Il fascino erotico delle donne di Hekura. Trenta scatti del primo reportage etnografico subacqueo della storia a firma dello scrittore, viaggiatore ed etnologo Fosco Maraini (padre della scrittrice Dacia). Trenta istantanee nelle quali l’artista seppe coniugare, attraverso la sua visione solare e disincantata, quello che agli occhi di un occidentale nel lontano 1954 appariva come la fascinazione per l’esotico, il diverso da noi, il limite invalicabile che solo un obiettivo discreto può restituire. Ospitata a Palazzo Medici Riccardi di Firenze, la mostra dal titolo Fosco Maraini. Fotografie. Giappone 1954, è stata promossa in occasione delle celebrazioni nazionali del centenario della nascita dell’artista ed inaugura il ciclo «Esovisioni», dedicato all’esotismo nella fotografia dei grandi maestri del Novecento. La narrazione per fotogrammi di una quotidianità contrassegnata da un profondo rapporto della cultura con l’ambiente per narrare un Giappone per molti versi sconosciuto, che l’occhio dell’etnologo e del fotografo riuscì a immortalare ancora nella sua piena vitalità, mentre all’orizzonte si poteva intravedere già l’autunno di un mondo destinato, da lì a poco, a scomparire per sempre. «Mi ha insegnato senza mai darmi lezioni», così la figlia Dacia Maraini racconta all’Avanti! On line suo padre e lo spirito che anima questa significativa esposizione.

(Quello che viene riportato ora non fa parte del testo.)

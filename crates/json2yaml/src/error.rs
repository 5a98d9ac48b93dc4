//! Error types for JSON → YAML transcoding and file conversion.

use std::io;
use std::path::PathBuf;
use thiserror::Error;

/// Errors that can occur while reading, transcoding, or writing a document.
#[derive(Error, Debug)]
pub enum TranscodeError {
    /// The input path does not exist.
    #[error("input file not found: {}", path.display())]
    InputNotFound { path: PathBuf },

    /// The input path exists but could not be read as UTF-8 text.
    #[error("failed to read input file {}: {source}", path.display())]
    InputUnreadable {
        path: PathBuf,
        #[source]
        source: io::Error,
    },

    /// The input text was not valid JSON.
    #[error("JSON parse error: {0}")]
    MalformedInput(#[from] serde_json::Error),

    /// The output path could not be opened or written.
    #[error("failed to write output file {}: {source}", path.display())]
    OutputUnwritable {
        path: PathBuf,
        #[source]
        source: io::Error,
    },

    /// The YAML serializer rejected the value tree.
    #[error("YAML emit error: {0}")]
    Emit(#[from] serde_yaml::Error),

    /// The value tree is nested deeper than the configured limit.
    #[error("nesting depth exceeds the limit of {limit} levels")]
    RecursionLimitExceeded { limit: usize },
}

/// Convenience alias used throughout json2yaml.
pub type Result<T> = std::result::Result<T, TranscodeError>;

La sua famiglia è stata costretta in un campo di concentramento in Giappone dal ‘43 al ‘46. Dopo un’esperienza così drammatica, cosa ha spinto suo padre a tornare ?

Noi avevamo ben chiaro il fatto che la maggior parte dei giapponesi erano contrari alla guerra, il nostro rancore era per i militari il cui governo ci aveva rinchiusi nel campo di concentramento perché noi eravamo antifascisti.

Tornando in quei luoghi suo padre voleva riscattare a se stesso quel ricordo drammatico o raccontare un altro Giappone?

Mio padre ha scritto tante pagine sul Giappone, il suo fu uno studio appassionato di questo popolo di pescatori. Un’opera sicuramente rappresentativa a riguardo è il lavoro autobiografico “Case, amore, universi” nel quale racconta il suo amore per questo Paese.

«L’incanto delle donne del mare», quale femminile raccontano gli scatti in mostra?

Le donne pescatrici. Questo è un mestiere scomparso: il compito era tipicamente femminile in quanto le donne avevano più fiato per immergersi e pescare le perle. Lo spirito antropologico si mescola con l’estetica della bellezza del corpo femminile. Le donne giapponesi non fanno più questi lavori e proprio per questo queste fotografie rappresentano un impagabile reperto documentario, storicamente e antropologicamente rivelante.

Che ricordi ha di quegli anni trascorsi nel Sol levante?

Quella per noi è stata un’esperienza intensa. Sarebbe riduttivo scegliere un episodio su tutti. Abbiamo vissuto dapprima nel nord del Giappone per poi spostarci a Kyoto. I ricordi sono tantissimi, non a caso li ho raccolti in un libro, “La nave per Kobe”.

Un ricordo di suo padre come uomo?

Ho imparato tante cose da lui, dalla sua arte, mi ha insegnato senza mai darmi lezioni. Questa è una delle tante mostre. Racconta un uomo con tanti interessi, la filosofia, la fotografia, l’antropologia, i viaggi. Un uomo dagli interessi amplissimi.